*** Opening of Data shown ***
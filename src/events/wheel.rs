use crate::constants::ZOOM_STEP;
use crate::input::wheel_zoom_delta;
use std::cell::RefCell;
use std::rc::Rc;
use supershape_core::{Engine, InputEvent};
use wasm_bindgen::JsCast;
use web_sys as web;

pub fn wire_wheel_zoom(canvas: &web::HtmlCanvasElement, engine: Rc<RefCell<Engine>>) {
    let closure = wasm_bindgen::closure::Closure::wrap(Box::new(move |ev: web::WheelEvent| {
        let delta = wheel_zoom_delta(ev.delta_y(), ZOOM_STEP);
        if delta != 0.0 {
            engine.borrow_mut().push_event(InputEvent::Zoom(delta));
        }
        ev.prevent_default();
    }) as Box<dyn FnMut(_)>);
    _ = canvas.add_event_listener_with_callback("wheel", closure.as_ref().unchecked_ref());
    closure.forget();
}
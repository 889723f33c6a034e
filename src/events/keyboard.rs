use crate::input::{key_event, KeyEdge};
use std::cell::RefCell;
use std::rc::Rc;
use supershape_core::{Engine, InputEvent};
use wasm_bindgen::JsCast;
use web_sys as web;

pub fn handle_key(ev: &web::KeyboardEvent, edge: KeyEdge, engine: &Rc<RefCell<Engine>>) {
    let key = ev.key();
    let event = {
        let eng = engine.borrow();
        key_event(&key, edge, |c| eng.control_for_key(c))
    };
    let Some(event) = event else {
        return;
    };
    if event == InputEvent::AddShape {
        ev.prevent_default();
    }
    engine.borrow_mut().push_event(event);
}

/// Wire keydown/keyup on the window. The first key also resumes audio, since
/// browsers keep an `AudioContext` suspended until a user gesture.
pub fn wire_keyboard(engine: Rc<RefCell<Engine>>, audio_ctx: Option<web::AudioContext>) {
    let Some(window) = web::window() else {
        return;
    };

    let engine_down = engine.clone();
    let down = wasm_bindgen::closure::Closure::wrap(Box::new(move |ev: web::KeyboardEvent| {
        if let Some(a) = &audio_ctx {
            _ = a.resume();
        }
        handle_key(&ev, KeyEdge::Down, &engine_down);
    }) as Box<dyn FnMut(_)>);
    _ = window.add_event_listener_with_callback("keydown", down.as_ref().unchecked_ref());
    down.forget();

    let up = wasm_bindgen::closure::Closure::wrap(Box::new(move |ev: web::KeyboardEvent| {
        handle_key(&ev, KeyEdge::Up, &engine);
    }) as Box<dyn FnMut(_)>);
    _ = window.add_event_listener_with_callback("keyup", up.as_ref().unchecked_ref());
    up.forget();
}
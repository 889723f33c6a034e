use web_sys as web;

#[inline]
pub fn window_document() -> Option<web::Document> {
    web::window().and_then(|w| w.document())
}

/// Match the canvas backing store to its CSS size times `devicePixelRatio`.
/// Returns the new backing size in pixels.
pub fn sync_canvas_backing_size(canvas: &web::HtmlCanvasElement) -> (u32, u32) {
    if let Some(w) = web::window() {
        let dpr = w.device_pixel_ratio();
        let rect = canvas.get_bounding_client_rect();
        let w_px = ((rect.width() * dpr) as u32).max(1);
        let h_px = ((rect.height() * dpr) as u32).max(1);
        canvas.set_width(w_px);
        canvas.set_height(h_px);
    }
    (canvas.width(), canvas.height())
}
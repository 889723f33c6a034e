// Shared tuning constants for the shape engine, used by both web and native frontends.

// Global base shape parameters (superformula a = b = 1 implicitly)
pub const BASE_M: f64 = 2.0;
pub const BASE_N1: f64 = 1.0;
pub const BASE_N2: f64 = 1.0;
pub const BASE_N3: f64 = 1.0;
pub const BASE_RADIUS: f64 = 100.0;

// Modulation ranges around the base parameters
pub const M_RANGE: f64 = 2.0;
pub const N_RANGE: f64 = 2.0;
pub const RADIUS_RANGE: f64 = 20.0;
pub const RADIUS_RANGE_MIN: f64 = 5.0; // floor when radius range follows the newest shape

// Parameter floors; below these the curve formula turns singular
pub const M_FLOOR: f64 = 0.5;
pub const N_FLOOR: f64 = 0.1;
pub const RADIUS_FLOOR: f64 = 10.0;

// Ceilings applied when a shape is first added
pub const PARAM_CEILING: f64 = 10.0;
pub const RADIUS_CEILING: f64 = 200.0;

// Per-index increments for add-shape
pub const ADD_M_STEP: f64 = 0.5;
pub const ADD_N1_STEP: f64 = 0.3;
pub const ADD_N2_STEP: f64 = 0.24; // 0.3 * 0.8
pub const ADD_N3_STEP: f64 = 0.18; // 0.3 * 0.6
pub const ADD_RADIUS_STEP: f64 = 20.0;

// Phase oscillator cadences (golden-ratio detuning)
pub const CADENCE_M: f64 = 1.0;
pub const CADENCE_N1: f64 = 0.618;
pub const CADENCE_N2: f64 = 0.382;
pub const CADENCE_N3: f64 = 0.236;
pub const CADENCE_RADIUS: f64 = 0.146;

// Base phase advance per active tick
pub const ANIMATION_SPEED: f64 = 0.01;

// Modulation shaping
pub const INDEX_KEY_FALLOFF: f64 = 0.02; // key modulation loses 2% per shape index
pub const MOD_RADIUS_INDEX_SCALE: f64 = 0.1; // live base radius grows 10% per index
pub const RESET_RADIUS_INDEX_SCALE: f64 = 0.2; // baseline radius grows 20% per index

// Control smoothing
pub const TRANSITION_RATE: f64 = 0.05;
pub const CONTROL_MOD_RANGE: f64 = 3.0;

// Reset convergence
pub const RESET_LERP: f64 = 0.02;
pub const RESET_EPSILON: f64 = 1e-3;

// Zoom
pub const ZOOM_MIN: f64 = 0.1;
pub const ZOOM_MAX: f64 = 5.0;
pub const ZOOM_INITIAL: f64 = 1.0;
pub const BASE_STROKE_WIDTH: f64 = 2.0; // divided by zoom

// Polyline sweep
pub const SWEEP_SEGMENTS: usize = 500;

// Oscillation amplitude inside exp(sin(..) * depth)
pub const OSCILLATION_DEPTH: f64 = 0.3;

// Housekeeping cadence per preset (milliseconds)
pub const HOUSEKEEPING_CINEMATIC_MS: u64 = 100;
pub const HOUSEKEEPING_ARPEGGIO_MS: u64 = 1000;

// Default palette
pub const BASE_COLOR: [u8; 3] = [0x2C, 0x2C, 0x54]; // cosmos blue
pub const DEFAULT_CONTROL_COLORS: [[u8; 3]; 4] = [
    [0xFF, 0x6B, 0x6B], // red
    [0x4E, 0xCD, 0xC4], // turquoise
    [0xFF, 0xE6, 0x6D], // yellow
    [0x95, 0xE1, 0xD3], // mint
];
pub const COLOR_RICHNESS: f64 = 0.5; // share of a fully-held control's color added to the base

// Default control keys, one per modulated axis
pub const CONTROL_KEYS: [char; 4] = ['q', 'w', 'e', 'r'];
pub const ARPEGGIO_KEY: char = 'p';
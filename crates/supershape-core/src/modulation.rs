//! Live parameter modulation for active frames.
//!
//! Every shape gets an exponential-of-sine "breath" per axis, staggered by
//! its index, plus the sustained oscillation of whichever control drives that
//! axis. Later shapes respond more strongly to the breath and slightly less
//! to the controls.

use crate::constants::*;
use crate::controls::{Axis, ControlBank};
use crate::oscillator::{cadence, PhaseState};
use crate::registry::ShapeRegistry;
use crate::shape::{ShapeError, ShapeParams};
use std::f64::consts::PI;

/// Base values, ranges and depth for the modulation pass.
#[derive(Clone, Copy, Debug, PartialEq)]
pub struct ModulationParams {
    pub base: ShapeParams,
    pub m_range: f64,
    pub n_range: f64,
    pub radius_range: f64,
    pub depth: f64,
}

#[inline]
fn breath(phase: f64, offset: f64, cadence: f64, depth: f64) -> f64 {
    ((phase + offset * cadence).sin() * depth).exp()
}

/// Modulated parameters for the shape at `index` of `count`.
///
/// The result does not depend on the shape's previous values; callers repair
/// malformed entries beforehand so a bad shape never poisons the pass.
pub fn modulate(
    index: usize,
    count: usize,
    phases: &PhaseState,
    controls: &ControlBank,
    params: &ModulationParams,
) -> Result<ShapeParams, ShapeError> {
    let frac = if count == 0 {
        0.0
    } else {
        index as f64 / count as f64
    };
    let phase_offset = frac * PI;
    let influence = 0.5 + 0.5 * frac;
    let key_falloff = 1.0 - index as f64 * INDEX_KEY_FALLOFF;

    let axis_value = |axis: Axis, base: f64, range: f64| {
        let e = breath(phases.axis(axis), phase_offset, cadence(axis), params.depth);
        base + (e - 1.0) * range * influence + controls.key_modulation(axis) * key_falloff
    };

    let base = &params.base;
    let radius_base = base.radius * (1.0 + index as f64 * MOD_RADIUS_INDEX_SCALE);
    let radius_breath = breath(phases.radius, phase_offset, CADENCE_RADIUS, params.depth);

    let out = ShapeParams {
        m: axis_value(Axis::M, base.m, params.m_range),
        n1: axis_value(Axis::N1, base.n1, params.n_range),
        n2: axis_value(Axis::N2, base.n2, params.n_range),
        n3: axis_value(Axis::N3, base.n3, params.n_range),
        radius: radius_base + (radius_breath - 1.0) * params.radius_range * influence,
    };
    out.check_finite()?;
    Ok(out.floored())
}

/// Run one modulation pass over the whole registry, O(N).
///
/// A shape whose update fails keeps its current parameters for this frame;
/// the failure is logged and the rest of the pass continues. Returns the
/// number of shapes skipped.
pub fn modulate_all(
    registry: &mut ShapeRegistry,
    phases: &PhaseState,
    controls: &ControlBank,
    params: &ModulationParams,
) -> usize {
    let count = registry.len();
    let mut skipped = 0;
    for (index, shape) in registry.iter_mut().enumerate() {
        let (repaired, fixed) = shape.params().repaired(&params.base);
        if fixed > 0 {
            log::warn!("[modulation] shape {} had {} malformed field(s)", index, fixed);
            shape.set_params(repaired);
        }
        match modulate(index, count, phases, controls, params) {
            Ok(p) => shape.set_params(p),
            Err(e) => {
                log::warn!("[modulation] skipping shape {}: {}", index, e);
                skipped += 1;
            }
        }
    }
    skipped
}
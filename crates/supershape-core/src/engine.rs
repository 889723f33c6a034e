use crate::color::{composite, Rgb};
use crate::config::{ConfigError, EngineConfig, SweepStart};
use crate::constants::RADIUS_RANGE_MIN;
use crate::controls::{ControlBank, ControlId};
use crate::modulation::modulate_all;
use crate::oscillator::{PhaseOscillatorBank, PhaseState};
use crate::registry::ShapeRegistry;
use crate::reset::{ResetState, ResetTransitionController};
use crate::shape::{sample_polyline, Shape, ShapeError, ShapeParams};
use crate::state::{FrameOutput, ShapeStroke, ViewTransform};
use glam::DVec2;
use smallvec::SmallVec;
use std::time::Duration;

/// Host input, applied at the start of the next tick.
#[derive(Clone, Copy, Debug, PartialEq)]
pub enum InputEvent {
    Press(ControlId),
    Release(ControlId),
    AddShape,
    /// Additive zoom change; the result is clamped to the configured range.
    Zoom(f64),
    /// Window blur or page hidden: every control is dropped at once.
    FocusLost,
    Resize {
        width: f64,
        height: f64,
    },
}

/// Result of a housekeeping pass.
#[derive(Clone, Copy, Debug, Default, PartialEq, Eq)]
pub struct HousekeepingReport {
    pub repaired_fields: usize,
    pub release_voices: bool,
}

/// Periodic cleanup folded into the frame loop.
///
/// Accumulates frame time and runs once per `interval`: repairs malformed
/// shape fields and, when nothing is held, asks the audio side to release
/// any voices still sounding.
#[derive(Clone, Debug)]
pub struct Housekeeping {
    interval: Duration,
    accum: Duration,
}

impl Housekeeping {
    pub fn new(interval: Duration) -> Self {
        Self {
            interval,
            accum: Duration::ZERO,
        }
    }

    pub fn step(
        &mut self,
        dt: Duration,
        registry: &mut ShapeRegistry,
        controls: &ControlBank,
        defaults: &ShapeParams,
    ) -> Option<HousekeepingReport> {
        self.accum += dt;
        if self.accum < self.interval {
            return None;
        }
        // keep the overshoot so passes stay on the interval grid
        self.accum = match self.interval.as_nanos() {
            0 => Duration::ZERO,
            n => Duration::from_nanos((self.accum.as_nanos() % n) as u64),
        };
        let report = HousekeepingReport {
            repaired_fields: registry.repair(defaults),
            release_voices: controls.active_count() == 0,
        };
        Some(report)
    }
}

/// The shape animation engine: owns every piece of mutable state and turns
/// queued input plus one tick into one [`FrameOutput`].
///
/// Typical usage:
/// - Construct with `Engine::new(config, width, height)`; one shape is added
/// - Forward host input with `push_event`
/// - Call `tick(dt)` once per display refresh and draw the returned strokes
pub struct Engine {
    config: EngineConfig,
    registry: ShapeRegistry,
    controls: ControlBank,
    oscillators: PhaseOscillatorBank,
    reset: ResetTransitionController,
    housekeeping: Housekeeping,
    pending: SmallVec<[InputEvent; 8]>,
    zoom: f64,
    center: DVec2,
    radius_range: f64,
}

impl Engine {
    pub fn new(config: EngineConfig, width: f64, height: f64) -> Result<Self, ConfigError> {
        config.validate()?;
        if !width.is_finite() || !height.is_finite() {
            return Err(ConfigError::Viewport { width, height });
        }
        let controls = ControlBank::new(&config.controls, config.transition_rate);
        let oscillators =
            PhaseOscillatorBank::new(config.phase_init.phases(), config.animation_speed);
        let reset = ResetTransitionController::new(config.reset_rate, config.reset_epsilon);
        let housekeeping = Housekeeping::new(config.housekeeping_interval);
        let zoom = config
            .zoom_initial
            .clamp(config.zoom_min, config.zoom_max);
        let radius_range = config.radius_range;
        let mut engine = Self {
            config,
            registry: ShapeRegistry::new(),
            controls,
            oscillators,
            reset,
            housekeeping,
            pending: SmallVec::new(),
            zoom,
            center: DVec2::new(width / 2.0, height / 2.0),
            radius_range,
        };
        engine.add_shape();
        log::info!(
            "[engine] preset={} controls={} shapes={}",
            engine.config.preset.name(),
            engine.controls.len(),
            engine.registry.len()
        );
        Ok(engine)
    }

    pub fn config(&self) -> &EngineConfig {
        &self.config
    }

    pub fn shapes(&self) -> &[Shape] {
        self.registry.as_slice()
    }

    pub fn controls(&self) -> &ControlBank {
        &self.controls
    }

    pub fn phases(&self) -> &PhaseState {
        self.oscillators.phases()
    }

    pub fn reset_state(&self) -> ResetState {
        self.reset.state()
    }

    pub fn reset_controller(&self) -> &ResetTransitionController {
        &self.reset
    }

    pub fn zoom(&self) -> f64 {
        self.zoom
    }

    pub fn radius_range(&self) -> f64 {
        self.radius_range
    }

    /// Control bound to `key`, if any.
    pub fn control_for_key(&self, key: char) -> Option<ControlId> {
        self.controls.lookup(key)
    }

    /// Queue an input event; nothing changes until the next `tick`.
    pub fn push_event(&mut self, event: InputEvent) {
        self.pending.push(event);
    }

    pub fn pending_events(&self) -> usize {
        self.pending.len()
    }

    fn add_shape(&mut self) {
        match self.registry.add(self.center) {
            Ok(index) => {
                let radius = self.registry.as_slice()[index].params().radius;
                self.radius_range =
                    (self.config.radius_range * radius / 100.0).max(RADIUS_RANGE_MIN);
                self.reset.on_shape_added(index, &self.config.base);
                log::info!("[shapes] added shape {} (radius {:.1})", index, radius);
            }
            Err(e) => log::warn!("[shapes] add-shape rejected: {}", e),
        }
    }

    fn apply(&mut self, event: InputEvent) {
        match event {
            InputEvent::Press(id) => {
                if self.controls.press(id) {
                    log::debug!("[controls] press {:?}", id);
                }
            }
            InputEvent::Release(id) => {
                if self.controls.release(id) {
                    log::debug!("[controls] release {:?}", id);
                }
            }
            InputEvent::AddShape => self.add_shape(),
            InputEvent::Zoom(delta) => {
                if delta.is_finite() {
                    self.zoom = (self.zoom + delta).clamp(self.config.zoom_min, self.config.zoom_max);
                }
            }
            InputEvent::FocusLost => {
                self.controls.release_all();
                log::debug!("[controls] focus lost; all controls released");
            }
            InputEvent::Resize { width, height } => {
                if width.is_finite() && height.is_finite() {
                    self.center = DVec2::new(width / 2.0, height / 2.0);
                    self.registry.recenter(self.center);
                }
            }
        }
    }

    /// Run one frame.
    pub fn tick(&mut self, dt: Duration) -> FrameOutput {
        let events = std::mem::take(&mut self.pending);
        for ev in events {
            self.apply(ev);
        }

        self.controls.advance();

        let active = self.controls.active_count() > 0;
        if active {
            self.reset.abort();
            self.oscillators.advance();
            self.controls
                .advance_mod_phases(self.oscillators.base_speed());
            let params = self.config.modulation(self.radius_range);
            modulate_all(
                &mut self.registry,
                self.oscillators.phases(),
                &self.controls,
                &params,
            );
        } else {
            self.reset.step(&mut self.registry, &self.config.base);
        }

        let report = self
            .housekeeping
            .step(dt, &mut self.registry, &self.controls, &self.config.base);

        let view = ViewTransform {
            center: self.center,
            zoom: self.zoom,
        };
        let color = self.stroke_color();
        let strokes = self.strokes(color, view.stroke_width());

        FrameOutput {
            strokes,
            weights: self.controls.weights(),
            view,
            active,
            release_voices: report.map(|r| r.release_voices).unwrap_or(false),
        }
    }

    /// Base color blended with every colored control's weight.
    pub fn stroke_color(&self) -> Rgb {
        composite(
            self.config.base_color,
            self.controls.color_layers(),
            self.config.color_richness,
        )
    }

    fn sweep_start(&self) -> f64 {
        match self.config.sweep_start {
            SweepStart::MPhase => self.oscillators.phases().m,
            SweepStart::Zero => 0.0,
        }
    }

    fn strokes(&self, color: Rgb, stroke_width: f64) -> Vec<ShapeStroke> {
        let start = self.sweep_start();
        let segments = self.config.sweep_segments;
        self.registry
            .iter()
            .enumerate()
            .filter_map(|(index, shape)| {
                match stroke_for(index, shape, start, segments) {
                    Ok(points) => Some(ShapeStroke {
                        index,
                        points,
                        color,
                        stroke_width,
                    }),
                    Err(e) => {
                        log::warn!("[render] skipping shape {} this frame: {}", index, e);
                        None
                    }
                }
            })
            .collect()
    }
}

fn stroke_for(
    index: usize,
    shape: &Shape,
    start: f64,
    segments: usize,
) -> Result<Vec<DVec2>, ShapeError> {
    shape.params().check_finite()?;
    let points = sample_polyline(shape, start, segments);
    if points.iter().all(|p| p.is_finite()) {
        Ok(points)
    } else {
        Err(ShapeError::Degenerate { index })
    }
}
*** Close of Data shown ***
◆ Assigned task
Transcribe the records above from the line holding "exp(sin(..) * depth)" down to the line holding "values; callers repair", inclusive, without adding anything.

◆ Exercise result
// Oscillation amplitude inside exp(sin(..) * depth)
pub const OSCILLATION_DEPTH: f64 = 0.3;

// Housekeeping cadence per preset (milliseconds)
pub const HOUSEKEEPING_CINEMATIC_MS: u64 = 100;
pub const HOUSEKEEPING_ARPEGGIO_MS: u64 = 1000;

// Default palette
pub const BASE_COLOR: [u8; 3] = [0x2C, 0x2C, 0x54]; // cosmos blue
pub const DEFAULT_CONTROL_COLORS: [[u8; 3]; 4] = [
    [0xFF, 0x6B, 0x6B], // red
    [0x4E, 0xCD, 0xC4], // turquoise
    [0xFF, 0xE6, 0x6D], // yellow
    [0x95, 0xE1, 0xD3], // mint
];
pub const COLOR_RICHNESS: f64 = 0.5; // share of a fully-held control's color added to the base

// Default control keys, one per modulated axis
pub const CONTROL_KEYS: [char; 4] = ['q', 'w', 'e', 'r'];
pub const ARPEGGIO_KEY: char = 'p';
filename crates/supershape-core/src/modulation.rs
//! Live parameter modulation for active frames.
//!
//! Every shape gets an exponential-of-sine "breath" per axis, staggered by
//! its index, plus the sustained oscillation of whichever control drives that
//! axis. Later shapes respond more strongly to the breath and slightly less
//! to the controls.

use crate::constants::*;
use crate::controls::{Axis, ControlBank};
use crate::oscillator::{cadence, PhaseState};
use crate::registry::ShapeRegistry;
use crate::shape::{ShapeError, ShapeParams};
use std::f64::consts::PI;

/// Base values, ranges and depth for the modulation pass.
#[derive(Clone, Copy, Debug, PartialEq)]
pub struct ModulationParams {
    pub base: ShapeParams,
    pub m_range: f64,
    pub n_range: f64,
    pub radius_range: f64,
    pub depth: f64,
}

#[inline]
fn breath(phase: f64, offset: f64, cadence: f64, depth: f64) -> f64 {
    ((phase + offset * cadence).sin() * depth).exp()
}

/// Modulated parameters for the shape at `index` of `count`.
///
/// The result does not depend on the shape's previous values; callers repair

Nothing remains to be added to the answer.